Гемангиомы составляют до 80% от всех доброкачественных новообразований у детей. Известно, что большинство гемангиом диагностируют при рождении. По данным наших исследований, популяционная частота гемангиом челюстно-лицевой области (ЧЛО) составляет не менее 1:724 новорожденных и имеет тенденцию к увеличению.
Несмотря на то, что диагностика гемангиом чаще всего не представляет трудностей, расхождение направительного и клинического диагнозов наблюдалось в 6,2%: родимое пятно 2,2%, укус насекомого 1,8%, папиллома 1,2%, аллергия 0,9%, другие 0,1%. Даже после установления правильного диагноза сроки наблюдения в поликлинике до направления больного на специализированное лечение составляют в среднем 5,4 мес. По данным А.М. Хамадеевой (2004), на первом году жизни дети посещают педиатра 8-12 раз, а стоматолога 0,1. Поэтому основная ответственность за своевременную диагностику и лечение ложится на педиатра.
С 1999 г. в Самарской области диспансерное наблюдение детей с гемангиомами лица стало проводиться в областном детском челюстно-лицевом центре. В результате доля детей в возрасте до 3 мес, направленных на специализированное лечение, увеличилась с 15,3 до 32,3%, а до 1 года с 52,6 до 69%, сократилось число гемангиом больших размеров, что улучшило результаты лечения. Мы выделяем 4 этапа диспансеризации:
1. Диспансеризация детей на догоспитальном этапе.
2. Диагностические и лечебные мероприятия в условиях детского челюстно-лицевого центра.
3. Постгоспитальное наблюдение в детской консультативной поликлинике под патронажем центра.
4. Реабилитационный период.
В первое посещение ребенка трудно определить прогноз течения гемангиомы. Мы рассчитали скорость прогрессирования гемангиом в зависимости от ее локализации. Так, ангиомы в области губ, височной, щечной, кончика носа, околоушной области относятся к средней степени скорости распространения (0,1-0,26 см2/мес). Высокая скорость роста (0,19 0,6 см2/мес) отмечена при локализации ангиом в области глазницы, переносицы и лба.
В связи с вышеизложенным мы считаем целесообразным при лечении гемангиом классическими способами более частые осмотры детей раннего возраста с кратностью 1 раз в 2 недели не более 3 мес до лечения и 3 мес после лечения; затем 1 раз в мес следующие 3 мес и через 1 год после окончания лечения.
В возрасте 12-14 лет необходим осмотр детского челюстно-лицевого хирурга для решения вопроса о необходимости и возможности коррекции тех или иных последствий. В коррекции вторичных деформаций нуждались 9,7% больных. У некоторых подростков возникала потребность в психологической реабилитации.

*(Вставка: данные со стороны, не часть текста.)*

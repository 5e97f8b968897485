//! Test doubles and common utilities for sync contract tests
//!
//! The doubles record every call so tests can assert on the exact sequence
//! of lookups and mutations.

#![allow(dead_code)]

use dnssync_core::error::{Error, Result};
use dnssync_core::traits::{
    AddressFamily, Answer, ChangeResult, ManagedRecord, NewRecord, RecordStore, Resolver,
};
use dnssync_core::{ProviderConfig, SyncConfig};
use std::collections::{HashMap, HashSet};
use std::sync::atomic::{AtomicUsize, Ordering};
use std::sync::{Arc, Mutex};

/// A resolver answering from a scripted table
///
/// Unscripted lookups return an empty answer section.
pub struct ScriptedResolver {
    answers: HashMap<(String, AddressFamily), std::result::Result<Vec<Answer>, String>>,
    queries: Arc<Mutex<Vec<(String, AddressFamily)>>>,
}

impl ScriptedResolver {
    pub fn new() -> Self {
        Self {
            answers: HashMap::new(),
            queries: Arc::new(Mutex::new(Vec::new())),
        }
    }

    /// Script address answers for a lookup
    pub fn with_addresses(mut self, hostname: &str, family: AddressFamily, data: &[&str]) -> Self {
        let answers = data
            .iter()
            .map(|d| Answer::new(hostname, family.type_code(), *d))
            .collect();
        self.answers.insert((hostname.to_string(), family), Ok(answers));
        self
    }

    /// Script a raw answer section for a lookup
    pub fn with_answers(mut self, hostname: &str, family: AddressFamily, answers: Vec<Answer>) -> Self {
        self.answers.insert((hostname.to_string(), family), Ok(answers));
        self
    }

    /// Script a failure for a lookup
    pub fn with_failure(mut self, hostname: &str, family: AddressFamily, error: &str) -> Self {
        self.answers
            .insert((hostname.to_string(), family), Err(error.to_string()));
        self
    }

    /// Script a failure for both families of a hostname
    pub fn with_host_failure(self, hostname: &str, error: &str) -> Self {
        self.with_failure(hostname, AddressFamily::V4, error)
            .with_failure(hostname, AddressFamily::V6, error)
    }

    /// Shared handle on the query log
    pub fn queries(&self) -> Arc<Mutex<Vec<(String, AddressFamily)>>> {
        Arc::clone(&self.queries)
    }
}

#[async_trait::async_trait]
impl Resolver for ScriptedResolver {
    async fn query(&self, hostname: &str, family: AddressFamily) -> Result<Vec<Answer>> {
        self.queries
            .lock()
            .unwrap()
            .push((hostname.to_string(), family));

        match self.answers.get(&(hostname.to_string(), family)) {
            Some(Ok(answers)) => Ok(answers.clone()),
            Some(Err(e)) => Err(Error::resolver(e.clone())),
            None => Ok(Vec::new()),
        }
    }

    fn resolver_name(&self) -> &'static str {
        "scripted"
    }
}

/// Calls observed by [`InMemoryZone`]
#[derive(Debug, Clone, PartialEq, Eq)]
pub enum ZoneCall {
    List { name: String, record_type: String },
    Delete { id: String },
    Create(NewRecord),
}

/// Shared state of an [`InMemoryZone`]
#[derive(Default)]
pub struct ZoneState {
    pub records: Vec<ManagedRecord>,
    pub calls: Vec<ZoneCall>,
    pub failing_lists: HashSet<String>,
    pub failing_deletes: HashSet<String>,
    pub failing_creates: HashSet<String>,
}

/// A record store backed by an in-memory zone
///
/// Mutations change the zone, so tests can assert on the final live state.
pub struct InMemoryZone {
    state: Arc<Mutex<ZoneState>>,
    next_id: Arc<AtomicUsize>,
    dry_run: bool,
}

impl InMemoryZone {
    pub fn new() -> Self {
        Self {
            state: Arc::new(Mutex::new(ZoneState::default())),
            next_id: Arc::new(AtomicUsize::new(1000)),
            dry_run: false,
        }
    }

    /// Create a zone that logs instead of mutating
    pub fn dry_run() -> Self {
        Self {
            dry_run: true,
            ..Self::new()
        }
    }

    /// Seed an existing record
    pub fn with_record(self, id: &str, name: &str, family: AddressFamily, content: &str) -> Self {
        self.state.lock().unwrap().records.push(ManagedRecord {
            id: id.to_string(),
            record_type: family.record_type().to_string(),
            name: name.to_string(),
            content: content.to_string(),
        });
        self
    }

    /// Make the list call for a family fail
    pub fn failing_list(self, family: AddressFamily) -> Self {
        self.state
            .lock()
            .unwrap()
            .failing_lists
            .insert(family.record_type().to_string());
        self
    }

    /// Make the delete call for a record ID fail
    pub fn failing_delete(self, id: &str) -> Self {
        self.state
            .lock()
            .unwrap()
            .failing_deletes
            .insert(id.to_string());
        self
    }

    /// Make the create call for an address fail
    pub fn failing_create(self, content: &str) -> Self {
        self.state
            .lock()
            .unwrap()
            .failing_creates
            .insert(content.to_string());
        self
    }

    /// Create a zone that shares state with an existing one
    pub fn sharing_state_with(other: &Self) -> Self {
        Self {
            state: Arc::clone(&other.state),
            next_id: Arc::clone(&other.next_id),
            dry_run: other.dry_run,
        }
    }

    /// All calls, in order
    pub fn calls(&self) -> Vec<ZoneCall> {
        self.state.lock().unwrap().calls.clone()
    }

    /// Delete calls, in order
    pub fn deleted_ids(&self) -> Vec<String> {
        self.calls()
            .into_iter()
            .filter_map(|c| match c {
                ZoneCall::Delete { id } => Some(id),
                _ => None,
            })
            .collect()
    }

    /// Create calls of a family, in order
    pub fn created(&self, family: AddressFamily) -> Vec<NewRecord> {
        self.calls()
            .into_iter()
            .filter_map(|c| match c {
                ZoneCall::Create(r) if r.record_type == family.record_type() => Some(r),
                _ => None,
            })
            .collect()
    }

    /// Live record contents of a family under `name`, sorted
    pub fn live_contents(&self, name: &str, family: AddressFamily) -> Vec<String> {
        let mut contents: Vec<String> = self
            .state
            .lock()
            .unwrap()
            .records
            .iter()
            .filter(|r| r.name == name && r.record_type == family.record_type())
            .map(|r| r.content.clone())
            .collect();
        contents.sort();
        contents
    }
}

#[async_trait::async_trait]
impl RecordStore for InMemoryZone {
    async fn list_records(&self, name: &str, family: AddressFamily) -> Result<Vec<ManagedRecord>> {
        let mut state = self.state.lock().unwrap();
        state.calls.push(ZoneCall::List {
            name: name.to_string(),
            record_type: family.record_type().to_string(),
        });

        if state.failing_lists.contains(family.record_type()) {
            return Err(Error::provider("memory", "list failed"));
        }

        Ok(state
            .records
            .iter()
            .filter(|r| r.name == name && r.record_type == family.record_type())
            .cloned()
            .collect())
    }

    async fn delete_record(&self, record_id: &str) -> Result<ChangeResult> {
        let mut state = self.state.lock().unwrap();
        state.calls.push(ZoneCall::Delete {
            id: record_id.to_string(),
        });

        if state.failing_deletes.contains(record_id) {
            return Err(Error::provider("memory", "delete failed"));
        }
        if self.dry_run {
            return Ok(ChangeResult::Simulated);
        }

        let before = state.records.len();
        state.records.retain(|r| r.id != record_id);
        if state.records.len() == before {
            return Err(Error::not_found(format!("record {}", record_id)));
        }

        Ok(ChangeResult::Applied {
            record_id: record_id.to_string(),
        })
    }

    async fn create_record(&self, record: &NewRecord) -> Result<ChangeResult> {
        let mut state = self.state.lock().unwrap();
        state.calls.push(ZoneCall::Create(record.clone()));

        if state.failing_creates.contains(&record.content) {
            return Err(Error::provider("memory", "create failed"));
        }
        if self.dry_run {
            return Ok(ChangeResult::Simulated);
        }

        let id = format!("r{}", self.next_id.fetch_add(1, Ordering::SeqCst));
        state.records.push(ManagedRecord {
            id: id.clone(),
            record_type: record.record_type.clone(),
            name: record.name.clone(),
            content: record.content.clone(),
        });

        Ok(ChangeResult::Applied { record_id: id })
    }

    fn provider_name(&self) -> &'static str {
        "memory"
    }
}

/// Helper to create a minimal SyncConfig for testing
pub fn minimal_config(hostnames: &[&str]) -> SyncConfig {
    SyncConfig::new(
        hostnames.iter().map(|h| h.to_string()).collect(),
        ProviderConfig::cloudflare("test-token", "test-zone"),
    )
}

По нашим данным, 0,9% детей (6 человек) с гемангиомами потребовалось оформление детской инвалидности ввиду функциональной недостаточности, возникшей на 138 фоне вторичной деформации лица после рубцевания обширной гемангиомы ЧЛО, причем все случаи связаны с поздним направлением на специализированное лечение или проведением лечения в непрофильном отделении.
Таким образом, гемангиомы ЧЛО являются социально-значимой проблемой, которую следует решать с помощью раннего индивидуально разработанного лечения, а также проведения активного диспансерного наблюдения.